▶ [Exercise directions]:
A line belongs in the answer if it contains "PackageMetadata"; copy every such line from the entries below.

▶ [Exercise data]:
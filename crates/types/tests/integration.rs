//! Integration tests for types

#[cfg(test)]
mod tests {
    use rvx_types::*;
    use std::path::PathBuf;

    #[test]
    fn test_version_policy_parse() {
        assert_eq!("strict".parse::<VersionPolicy>(), Ok(VersionPolicy::Strict));
        assert_eq!("legacy".parse::<VersionPolicy>(), Ok(VersionPolicy::Legacy));
        assert!("loose".parse::<VersionPolicy>().is_err());
        assert_eq!(VersionPolicy::default(), VersionPolicy::Strict);
    }

    #[test]
    fn test_patch_kind_serialization() {
        let json = serde_json::to_string(&PatchKind::Resource).unwrap();
        assert_eq!(json, r#""resource""#);

        let deserialized: PatchKind = serde_json::from_str(&json).unwrap();
        assert_eq!(deserialized, PatchKind::Resource);
    }

    #[test]
    fn test_progress_update_markers() {
        assert!(ProgressUpdate::log_only("hello").is_log_only());
        assert!(ProgressUpdate::new(ProgressUpdate::ABORTED, "Aborting...", "").is_abort());
        assert!(!ProgressUpdate::new(0.5, "", "").is_log_only());
    }

    #[test]
    fn test_report_artifact_falls_back_to_unsigned() {
        let mut report = RunReport::new(
            Uuid::new_v4(),
            PathBuf::from("patched.apk"),
            PathBuf::from("out.apk"),
        );
        assert_eq!(report.artifact(), None);

        report.stages.push(PipelineStage::Done);
        report.signing = SigningOutcome::Failed {
            message: "bad password".into(),
        };
        assert_eq!(report.artifact(), Some(&PathBuf::from("patched.apk")));
        assert!(!report.is_clean());
    }

    #[test]
    fn test_output_format_default() {
        let fmt = OutputFormat::default();
        assert_eq!(fmt, OutputFormat::Tty);
    }
}
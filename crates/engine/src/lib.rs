#![deny(clippy::pedantic, unsafe_code)]
#![allow(clippy::module_name_repetitions)]

//! Patch engine interface for rvx
//!
//! The pipeline never rewrites bytecode or resources itself. It opens a
//! [`PatchSession`] on the working input, hands it integrations and the
//! resolved patches, and collects the generated files afterwards.

mod logger;
mod outcome;
mod process;

pub use logger::{EngineLogger, TracingLogger};
pub use outcome::{EngineOutput, GeneratedFile, PackageMetadata, PatchFailure, PatchOutcome};
pub use process::ProcessEngine;

use rvx_errors::Error;
use rvx_types::PatchDescriptor;
use std::fmt;
use std::path::PathBuf;
use std::sync::Arc;

/// Everything an engine needs to open a session
#[derive(Clone)]
pub struct EngineOptions {
    /// Working copy of the package to patch
    pub input: PathBuf,
    /// Scratch directory owned by this run
    pub cache_dir: PathBuf,
    /// Resource decoding tool, passed through untouched
    pub resource_tool: Option<PathBuf>,
    pub logger: Arc<dyn EngineLogger>,
}

impl EngineOptions {
    pub fn new(input: impl Into<PathBuf>, cache_dir: impl Into<PathBuf>) -> Self {
        Self {
            input: input.into(),
            cache_dir: cache_dir.into(),
            resource_tool: None,
            logger: Arc::new(TracingLogger),
        }
    }

    #[must_use]
    pub fn with_resource_tool(mut self, tool: Option<PathBuf>) -> Self {
        self.resource_tool = tool;
        self
    }

    #[must_use]
    pub fn with_logger(mut self, logger: Arc<dyn EngineLogger>) -> Self {
        self.logger = logger;
        self
    }
}

impl fmt::Debug for EngineOptions {
    fn fmt(&self, f: &mut fmt::Formatter<'_>) -> fmt::Result {
        f.debug_struct("EngineOptions")
            .field("input", &self.input)
            .field("cache_dir", &self.cache_dir)
            .field("resource_tool", &self.resource_tool)
            .finish_non_exhaustive()
    }
}

/// Opens patch sessions on a package
pub trait PatchEngine: Send + Sync {
    /// Decode the input and start a session.
    ///
    /// # Errors
    ///
    /// Returns an error if the input cannot be decoded.
    fn open(&self, options: EngineOptions) -> Result<Box<dyn PatchSession>, Error>;
}

/// One engine session over a decoded package
pub trait PatchSession: Send {
    /// Identity of the decoded package
    fn package_metadata(&self) -> &PackageMetadata;

    /// Merge integration archives into the session
    ///
    /// # Errors
    ///
    /// Returns an error if an archive cannot be merged.
    fn add_integrations(&mut self, paths: &[PathBuf]) -> Result<(), Error>;

    /// Queue patches for execution, in order
    fn add_patches(&mut self, patches: Vec<Arc<PatchDescriptor>>);

    /// Apply queued patches; one outcome per patch attempted.
    ///
    /// # Errors
    ///
    /// Returns an error only when the engine itself fails. Individual patch
    /// failures are reported as outcomes.
    fn execute_patches(&mut self) -> Result<Vec<PatchOutcome>, Error>;

    /// Write out generated binaries and the rebuilt resource archive
    ///
    /// # Errors
    ///
    /// Returns an error if the output cannot be produced.
    fn save(&mut self) -> Result<EngineOutput, Error>;
}
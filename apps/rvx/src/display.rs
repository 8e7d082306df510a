//! Output rendering and formatting

use comfy_table::{presets::UTF8_FULL, Attribute, Cell, Color, ContentArrangement, Table};
use console::{Style, Term};
use rvx_ops::OperationResult;
use rvx_types::{ColorChoice, PatchMetadata, RunReport, SigningOutcome};
use std::io;

/// Output renderer for CLI results
#[derive(Clone)]
pub struct OutputRenderer {
    /// Use JSON output format
    json_output: bool,
    /// Color configuration
    color_choice: ColorChoice,
    /// Terminal instance
    term: Term,
}

impl OutputRenderer {
    /// Create new output renderer
    pub fn new(json_output: bool, color_choice: ColorChoice) -> Self {
        Self {
            json_output,
            color_choice,
            term: Term::stdout(),
        }
    }

    /// Render operation result
    pub fn render_result(&self, result: &OperationResult) -> io::Result<()> {
        if self.json_output {
            self.render_json(result)
        } else {
            self.render_table(result)
        }
    }

    fn render_json(&self, result: &OperationResult) -> io::Result<()> {
        let json = result.to_json().map_err(io::Error::other)?;
        println!("{json}");
        Ok(())
    }

    fn render_table(&self, result: &OperationResult) -> io::Result<()> {
        match result {
            OperationResult::Loaded(count) => {
                println!("Loaded {count} patches.");
                Ok(())
            }
            OperationResult::PackageList(packages) => self.render_package_list(packages),
            OperationResult::PatchList(patches) => self.render_patch_list(patches),
            OperationResult::ResourcePatching(needed) => {
                if *needed {
                    println!("Resource patching required.");
                } else {
                    println!("No resource patching required.");
                }
                Ok(())
            }
            OperationResult::RunReport(report) => self.render_run_report(report),
            OperationResult::Success(message) => {
                println!("{message}");
                Ok(())
            }
        }
    }

    fn render_package_list(&self, packages: &[String]) -> io::Result<()> {
        if packages.is_empty() {
            println!("No packages targeted by the loaded patches.");
            return Ok(());
        }
        for package in packages {
            println!("{}", self.style_bold(package));
        }
        Ok(())
    }

    fn render_patch_list(&self, patches: &[PatchMetadata]) -> io::Result<()> {
        if patches.is_empty() {
            println!("No compatible patches.");
            return Ok(());
        }

        let mut table = Table::new();
        table
            .load_preset(UTF8_FULL)
            .set_content_arrangement(ContentArrangement::Dynamic);

        table.set_header(vec![
            Cell::new("Patch").add_attribute(Attribute::Bold),
            Cell::new("Version").add_attribute(Attribute::Bold),
            Cell::new("Default").add_attribute(Attribute::Bold),
            Cell::new("Description").add_attribute(Attribute::Bold),
        ]);

        for patch in patches {
            let default_cell = if patch.include {
                Cell::new("yes").fg(Color::Green)
            } else {
                Cell::new("no")
            };
            table.add_row(vec![
                Cell::new(&patch.name),
                Cell::new(if patch.version.is_empty() { "-" } else { patch.version.as_str() }),
                default_cell,
                Cell::new(if patch.description.is_empty() {
                    "-"
                } else {
                    patch.description.as_str()
                }),
            ]);
        }

        println!("{table}");
        Ok(())
    }

    fn render_run_report(&self, report: &RunReport) -> io::Result<()> {
        let status = if report.is_clean() {
            "[OK]"
        } else if report.finished() {
            "[WARN]"
        } else {
            "[ERROR]"
        };
        println!(
            "{status} {}",
            self.style_bold(report.package_name.as_deref().unwrap_or("patch run"))
        );
        println!();

        if !report.applied.is_empty() {
            println!("Applied:");
            for patch in &report.applied {
                println!("  + {patch}");
            }
        }

        if !report.failed.is_empty() {
            let mut table = Table::new();
            table
                .load_preset(UTF8_FULL)
                .set_content_arrangement(ContentArrangement::Dynamic);
            table.set_header(vec![
                Cell::new("Failed patch").add_attribute(Attribute::Bold),
                Cell::new("Reason").add_attribute(Attribute::Bold),
            ]);
            for failure in &report.failed {
                table.add_row(vec![
                    Cell::new(&failure.patch).fg(Color::Red),
                    Cell::new(&failure.reason),
                ]);
            }
            println!("{table}");
        }

        match &report.signing {
            SigningOutcome::Signed { output } => println!("Signed: {}", output.display()),
            SigningOutcome::Failed { message } => println!("Signing failed: {message}"),
            SigningOutcome::NotAttempted => {}
        }

        if let Some(abort) = &report.aborted {
            println!("Aborted during {}: {}", abort.stage, abort.diagnostic);
        } else if let Some(artifact) = report.artifact() {
            println!("Output: {}", artifact.display());
        }

        Ok(())
    }

    fn style_bold(&self, text: &str) -> String {
        if self.supports_color() {
            Style::new().bold().apply_to(text).to_string()
        } else {
            text.to_string()
        }
    }

    fn supports_color(&self) -> bool {
        match self.color_choice {
            ColorChoice::Always => true,
            ColorChoice::Never => false,
            ColorChoice::Auto => self.term.features().colors_supported(),
        }
    }
}
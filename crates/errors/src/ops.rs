//! Operation orchestration error types

use std::borrow::Cow;

use crate::UserFacingError;
use thiserror::Error;

#[derive(Debug, Clone, Error)]
#[cfg_attr(feature = "serde", derive(serde::Serialize, serde::Deserialize))]
pub enum OpsError {
    #[error("operation failed: {message}")]
    OperationFailed { message: String },

    #[error("component not found: {component}")]
    MissingComponent { component: String },

    #[error("context creation failed: {message}")]
    ContextCreationFailed { message: String },

    #[error("serialization error: {message}")]
    SerializationError { message: String },

    #[error("no patches specified")]
    NoPatchesSpecified,

    #[error("background task failed: {message}")]
    TaskFailed { message: String },
}

impl UserFacingError for OpsError {
    fn user_message(&self) -> Cow<'_, str> {
        Cow::Owned(self.to_string())
    }

    fn user_hint(&self) -> Option<&'static str> {
        match self {
            Self::NoPatchesSpecified => Some("Pass at least one patch name."),
            Self::MissingComponent { .. } => {
                Some("This is a wiring bug in the host application; please report it.")
            }
            _ => None,
        }
    }

    fn user_code(&self) -> Option<&'static str> {
        Some(match self {
            Self::OperationFailed { .. } => "ops.operation_failed",
            Self::MissingComponent { .. } => "ops.missing_component",
            Self::ContextCreationFailed { .. } => "ops.context_creation_failed",
            Self::SerializationError { .. } => "ops.serialization",
            Self::NoPatchesSpecified => "ops.no_patches",
            Self::TaskFailed { .. } => "ops.task_failed",
        })
    }
}
//! Selection resolution against the loaded patches

use rvx_types::PatchDescriptor;
use std::sync::Arc;

/// Patches picked by name that target `package_name`, in catalog order.
///
/// Patches without declarations are kept for any package. Versions are not
/// re-checked here.
#[must_use]
pub fn resolve<S: AsRef<str>>(
    patches: &[Arc<PatchDescriptor>],
    selected: &[S],
    package_name: &str,
) -> Vec<Arc<PatchDescriptor>> {
    patches
        .iter()
        .filter(|patch| selected.iter().any(|s| s.as_ref() == patch.name))
        .filter(|patch| patch.is_universal() || patch.declares_package(package_name))
        .cloned()
        .collect()
}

▶ [Your response]:
pub use outcome::{EngineOutput, GeneratedFile, PackageMetadata, PatchFailure, PatchOutcome};
    fn package_metadata(&self) -> &PackageMetadata;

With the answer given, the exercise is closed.